Figure 7.

CDK8 contributes to late promoter activation, but not through its kinase activity. a. HPV16 cells were cultured for 24 hrs in monolayer or MC in the presence of the indicated concentration of senexin A or DMSO. Total RNAs were isolated and subjected to RT-qPCR analysis using primers specific for the E1^E4 spliced mRNA. Ct values were normalized to Cyc and then to the DMSO control. b and c. CDK8 was knocked down in HPV16-containing cells using CRISPR technology. b. A representative western blot of CDK8 levels in lysates from HPV16 cells infected with CDK8-CRISPR lentiviruses (CDK8 KD) or non-target control lentivirus (NTC) grown in monolayer (mono) or methylcellulose (MC).
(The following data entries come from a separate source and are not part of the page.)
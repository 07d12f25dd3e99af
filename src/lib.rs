//! PayTrace client: typed requests for the PayTrace payment gateway.
//!
//! A client-side convenience layer over the gateway's key/value HTTP API. The
//! crate builds correctly-shaped requests for named transaction types,
//! validates them against static field schemas before anything touches the
//! network, serializes them to the `PARMLIST` wire format, and parses the
//! gateway's flat `KEY~VALUE|` reply into a structured [`Response`].
//!
//! # Architecture
//!
//! ```text
//! ┌──────────────────┐
//! │   Host program   │  picks a TransactionType, fills in fields
//! └────────┬─────────┘
//!          │
//! ┌────────▼─────────────────────────────────────────┐
//! │           paytrace-client (this crate)           │
//! │  ┌───────────────┐       ┌────────────────────┐  │
//! │  │ Schema        │──────▶│ Request            │  │
//! │  │ registry      │ rules │ validate + encode  │  │
//! │  └───────────────┘       └─────────┬──────────┘  │
//! │  ┌───────────────┐       ┌─────────▼──────────┐  │
//! │  │ Credential    │──────▶│ Transport          │  │
//! │  │ context       │ merge │ blocking POST      │  │
//! │  └───────────────┘       └─────────┬──────────┘  │
//! │                          ┌─────────▼──────────┐  │
//! │                          │ Response decoder   │  │
//! │                          └────────────────────┘  │
//! └──────────────────────────────────────────────────┘
//!          │ HTTPS, application/x-www-form-urlencoded
//! ┌────────▼─────────┐
//! │ PayTrace gateway │
//! └──────────────────┘
//! ```
//!
//! # Quick Start
//!
//! ```rust,no_run
//! use paytrace_client::{GatewayConfig, PayTraceClient, Request, TransactionType};
//!
//! # fn example() -> paytrace_client::Result<()> {
//! let mut client = PayTraceClient::new(&GatewayConfig::default())?;
//! client.set_credentials("demo123", "demo123");
//!
//! // Authorize a dollar against the demo card.
//! let authorization = Request::with_fields(TransactionType::Authorization, &[
//!     ("amount", "1.00"),
//!     ("cc", "4012881888818888"),
//!     ("expmnth", "01"),
//!     ("expyr", "15"),
//!     ("csc", "999"),
//! ])?;
//! let response = client.submit(&authorization)?;
//!
//! // Chain the returned transaction ID into a void.
//! if let Some(transaction_id) = response.transaction_id() {
//!     let void =
//!         Request::with_fields(TransactionType::Void, &[("tranxid", transaction_id)])?;
//!     client.submit(&void)?;
//! }
//! # Ok(())
//! # }
//! ```
//!
//! # Module Organization
//!
//! - [`schema`]: transaction types and the static field-requirement registry
//! - [`request`]: schema-bound request construction, validation and encoding
//! - [`response`]: decoder for the gateway's flat key/value replies
//! - [`credentials`]: the process-lifetime credential context
//! - [`transport`]: blocking HTTP delivery behind a swappable trait
//! - [`client`]: the submission flow tying the pieces together
//! - [`config`]: TOML-deserializable endpoint and transport settings
//! - [`error`]: typed error taxonomy
//!
//! # Error Handling
//!
//! Every fallible operation returns [`Result`]. Schema misuse
//! ([`GatewayError::SchemaNotFound`], [`GatewayError::UnknownField`]) is a
//! programmer error; validation and credential failures are recoverable;
//! transport and decode failures propagate unchanged. A gateway-level decline
//! is NOT an error: the call succeeds and the caller inspects
//! [`Response::code`].
//!
//! # Concurrency
//!
//! Single-caller, synchronous, blocking. The schema registry is immutable
//! after initialization and safe for concurrent reads; the credential context
//! is the one piece of mutable state, and hosts using threads must serialize
//! writes to it or give each thread its own client.

#![warn(missing_docs)]
#![warn(missing_debug_implementations)]

pub mod client;
pub mod config;
pub mod credentials;
pub mod error;
pub mod request;
pub mod response;
pub mod schema;
pub mod transport;

pub use client::PayTraceClient;
pub use config::{DEFAULT_API_URL, GatewayConfig};
pub use credentials::{CredentialContext, Credentials};
pub use error::{GatewayError, Result, ValidationError};
pub use request::Request;
pub use response::Response;
pub use schema::{FieldDef, FieldRule, Registry, TransactionType, TypeSchema};
pub use transport::{HttpConfig, HttpTransport, Transport};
Relative CDK8 band intensities are indicated below the blots. c. A representative Southern blot showing HPV16 genome copy number in NTC and CDK8 KD cells. Copy number controls corresponding to 100, 10, or 1 viral genome copy per cell are shown. d. Total RNAs were isolated from non-target control or CDK8 KD cells and levels of E1^E4 transcripts were measured using RT-qPCR as in (a). Values represent the means of 4 (a) or 5 (d) experiments and bars represent ± 1 standard error of the mean. ***=P<0.01, NS=p>0.05.